London has ghosts, too, I suppose. Paris must have ghosts but those would be French. The only thing that’s constant is change, and time. Time moves on, at the pace that it moves, and there is no getting time back. This time is rare, time is precious, but how we choose to spend it is ours, and also, how we choose to relate to what goes on around us is also ours.
In the few days back in London after Paris I was rather heads down in the to-do list, combined with a little bit of politics and game theory. Strategy; and tactics because as we all know, strategy is not a strategy if it doesn’t include an application plan.
The same could be said for my sport, not that I’ve been feeling like much of a sportsman lately. But that’s fine; my body hasn’t actually had a full on rest of this long since I started CrossFit, and I’m sure it’s overdue. The first few days of WBA I had niggles coming out of the woodwork and I thought to myself that I should just stop resting because when I trained the pain was less, and maybe it would heal just as fast if I was training carefully.
My physio advised me to give it up cold turkey. Turns out it was pretty easy to do.
Yes, I’m going back, and going back with a vengeance, and doing something I’ve meant to do for a long time. How I go about it remains to be done, but I’m an ENTJ and when I decide to do something, I do it. The days of long Paris nights and drinking on school nights are over with the month of June. At the end of the day, I actually don’t enjoy living like a normal person. It’s far too easy to go back to being a couch potato.
Plus I have goats to tackle. Big time.
I had some interesting times in London my last few days; everything from a visit to a street flower market to the London version of the Loading Bay (complete with &Union beer!) to running into someone I know while walking the streets of Holborn to a great catchup lunch with a friend from Heart who now works for the GSMA to what was very much a meeting of the minds at Heathrow airport followed by receiving an email the serendipity of which shocked me. I didn’t check out the body armour for sale at Harrod’s, though, never quite made it that far.
Be careful what you wish for. I had dinner with a friend named John, who I didn’t know that well prior to the dinner but about six courses of Thai and two bottles of wine later, we’re a bit closer now. One of the things that came up over and over again was this notion of careful what you wish for.
Like the genies who granted what you asked, and the ask was never one of moderation, be careful what you wish for. I wished for a learning experience. I’m getting it. I’ve wished for some other things. I may get them.
Well, it beats the alternative. But like the once-in-a-century rain in Spain that John was telling me about, best to be ready to take it as it comes. Have a plan, always have a plan.
If you don’t like something, change it. I read an article today that said that 70% of U.S. workers are either bored, demotivated, or checked out to the point of going around their companies spreading ill will. Been there, done that. Never again.

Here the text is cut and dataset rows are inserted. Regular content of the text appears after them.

use std::fmt;

use log::debug;

use crate::error::{Error, Result};
use crate::graph::OpGraph;
use crate::model::{FnId, Node, NodeId};

/// An executable unit implementing one node's computation
///
/// Two flavors exist. Native thunks enter compiled code through a primitive
/// that reports failure as a flag (`true` = failed) instead of a structured
/// error. Interpreted thunks are plain fallible closures whose errors carry
/// full detail and pass through callers unmodified.
pub enum Thunk {
    Native(Box<dyn FnMut() -> bool + Send>),
    Interpreted(Box<dyn FnMut() -> Result<()> + Send>),
}

impl Thunk {
    pub fn native(f: impl FnMut() -> bool + Send + 'static) -> Self {
        Thunk::Native(Box::new(f))
    }

    pub fn interpreted(f: impl FnMut() -> Result<()> + Send + 'static) -> Self {
        Thunk::Interpreted(Box::new(f))
    }

    /// Capability probe: does this thunk run through the native path?
    pub fn is_native(&self) -> bool {
        matches!(self, Thunk::Native(_))
    }

    /// Execute once without instrumentation
    pub fn run(&mut self, node: &Node) -> Result<()> {
        match self {
            Thunk::Native(f) => {
                if f() {
                    Err(Error::Operation(format!(
                        "native thunk failed at node '{}'",
                        node.name
                    )))
                } else {
                    Ok(())
                }
            }
            Thunk::Interpreted(f) => f(),
        }
    }
}

impl fmt::Debug for Thunk {
    fn fmt(&self, f: &mut fmt::Formatter<'_>) -> fmt::Result {
        match self {
            Thunk::Native(_) => f.write_str("Thunk::Native"),
            Thunk::Interpreted(_) => f.write_str("Thunk::Interpreted"),
        }
    }
}

/// One underlying way of executing nodes
///
/// A linker is built from a list of strategies; each strategy resolves one
/// thunk per node, and the resolved thunks for a node form its thunk group.
pub trait ExecutionStrategy {
    fn thunk_for(&self, node: &Node) -> Result<Thunk>;
}

/// Callback invoked around each node's execution
///
/// Receives the node's position in the topological order, the node, and its
/// thunk. The profiling wrapper is exactly such a callback.
pub type NodeCallback<'a> = &'a mut dyn FnMut(usize, &Node, &mut Thunk) -> Result<()>;

/// Compiles an `OpGraph` into a callable `CompiledFunction`
pub struct Linker {
    strategies: Vec<Box<dyn ExecutionStrategy>>,
}

impl Linker {
    pub fn new(strategies: Vec<Box<dyn ExecutionStrategy>>) -> Self {
        Self { strategies }
    }

    /// Freeze the graph's topological order and resolve thunks for every node
    pub fn link(&self, graph: &OpGraph, name: &str) -> Result<CompiledFunction> {
        let order = graph.toposort()?;
        let mut nodes = Vec::with_capacity(order.len());
        let mut thunk_groups = Vec::with_capacity(order.len());

        for id in order {
            let node = graph
                .node(id)
                .ok_or_else(|| Error::Operation(format!("node {:?} missing from graph", id)))?
                .clone();
            let mut group = Vec::with_capacity(self.strategies.len());
            for strategy in &self.strategies {
                group.push(strategy.thunk_for(&node)?);
            }
            if group.is_empty() {
                return Err(Error::MissingThunk(node.name.clone()));
            }
            nodes.push(node);
            thunk_groups.push(group);
        }

        debug!("linked function '{}' with {} nodes", name, nodes.len());
        Ok(CompiledFunction {
            id: FnId(0),
            name: name.to_string(),
            nodes,
            thunk_groups,
        })
    }
}

/// One compiled, callable instantiation of a graph
///
/// Owns its nodes in execution order and their thunk groups. Call counts
/// and cumulative call time are tracked in the profiling session, not here.
pub struct CompiledFunction {
    id: FnId,
    name: String,
    nodes: Vec<Node>,
    thunk_groups: Vec<Vec<Thunk>>,
}

impl CompiledFunction {
    pub fn id(&self) -> FnId {
        self.id
    }

    pub fn name(&self) -> &str {
        &self.name
    }

    /// The node sequence in execution order, stable across queries
    pub fn nodes(&self) -> &[Node] {
        &self.nodes
    }

    pub fn thunk_group(&self, index: usize) -> &[Thunk] {
        &self.thunk_groups[index]
    }

    /// Drive every node in topological order through `callback`
    ///
    /// The callback decides how the thunk runs; an error aborts the call at
    /// the failing node.
    pub fn call_with(&mut self, callback: NodeCallback<'_>) -> Result<()> {
        for (index, node) in self.nodes.iter().enumerate() {
            let thunk = &mut self.thunk_groups[index][0];
            callback(index, node, thunk)?;
        }
        Ok(())
    }

    /// Execute once without instrumentation
    pub fn call(&mut self) -> Result<()> {
        self.call_with(&mut |_, node, thunk| thunk.run(node))
    }
}

impl fmt::Debug for CompiledFunction {
    fn fmt(&self, f: &mut fmt::Formatter<'_>) -> fmt::Result {
        f.debug_struct("CompiledFunction")
            .field("id", &self.id)
            .field("name", &self.name)
            .field("nodes", &self.nodes.len())
            .finish()
    }
}

/// Registry of compiled functions
///
/// Exposes, per function, its node list and name, and resolves which
/// function owns a given node. The profiling session keys its per-function
/// counters by the `FnId` assigned here.
#[derive(Debug, Default)]
pub struct FunctionRegistry {
    functions: Vec<CompiledFunction>,
}

impl FunctionRegistry {
    pub fn new() -> Self {
        Self::default()
    }

    pub fn insert(&mut self, mut function: CompiledFunction) -> FnId {
        let id = FnId(self.functions.len());
        function.id = id;
        self.functions.push(function);
        id
    }

    pub fn get(&self, id: FnId) -> Option<&CompiledFunction> {
        self.functions.get(id.0)
    }

    pub fn get_mut(&mut self, id: FnId) -> Option<&mut CompiledFunction> {
        self.functions.get_mut(id.0)
    }

    pub fn iter(&self) -> impl Iterator<Item = &CompiledFunction> {
        self.functions.iter()
    }

    pub fn len(&self) -> usize {
        self.functions.len()
    }

    pub fn is_empty(&self) -> bool {
        self.functions.is_empty()
    }

    /// Find the function owning `node`, with the node itself
    pub fn find_node(&self, node: NodeId) -> Option<(&CompiledFunction, &Node)> {
        for function in &self.functions {
            if let Some(n) = function.nodes.iter().find(|n| n.id == node) {
                return Some((function, n));
            }
        }
        None
    }
}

An interesting article also that I read about some unknown, introverted researcher who made a breakthrough in number theory. What struck me about this? It wasn’t his persistence although that’s impressive. Plenty of people persist and succeed, but good on him. It was how the insight came to him – at a friend’s place before going to a concert. Right brain, baby, right brain.
I’m wary of the human brain’s tendency to assign meaning where none exists and to find patterns where there is just randomness. Coincidences are just that, not the universe trying to tell you something. Or, maybe they’re the universe trying to tell you something.
I was in Notre Dame cathedral having a conversation about religion (more specifically, lack of adherence to any of man’s dogmas). As one does. But in that conversation I was relaying how a metaphysics course at Harvard had done more to give me faith in the wonder of the universe and wonder if there is perhaps some higher power. Before that I would have called myself an atheist. After that, no longer. What I know is that I don’t know, and by definition you cannot know when it comes to faith.
In happier news, this week saw the birth of a new political party in South Africa. The launch speech can be found here and as I read this, lying in my bed in Bloomsbury, I literally got goosebumps. It’s beautiful and terrifying all at the same time.
Promise hope (but not too much). Promise change (but not too much). And what if they do succeed? What if they fail? But you know what, damn it, they are trying, and trying hard to do something good is worth a whole hell of a lot.
Interesting times in South Africa. Nelson Mandela, Madiba as he is known, lies on what is probably his deathbed. All good things must end. I was hoping against hope that he would make it until I returned because if I thought it was bad to miss the hail in Cape Town I can only imagine the FOMO I would have by missing being in the country I now call home when its shining star, it’s beacon of hope and forgiveness, passes on to better things.
L’herbe est plus verte … be careful what you wish for.
Sure: be careful what you wish for. Sounds straightforward enough. Except that it’s impossible.
It also sounds trite as hell.
And also, sometimes the best things that happen to you are when you don’t get what you want.
  • “Be ready, I’m sober.” – Cedric (oh dear…)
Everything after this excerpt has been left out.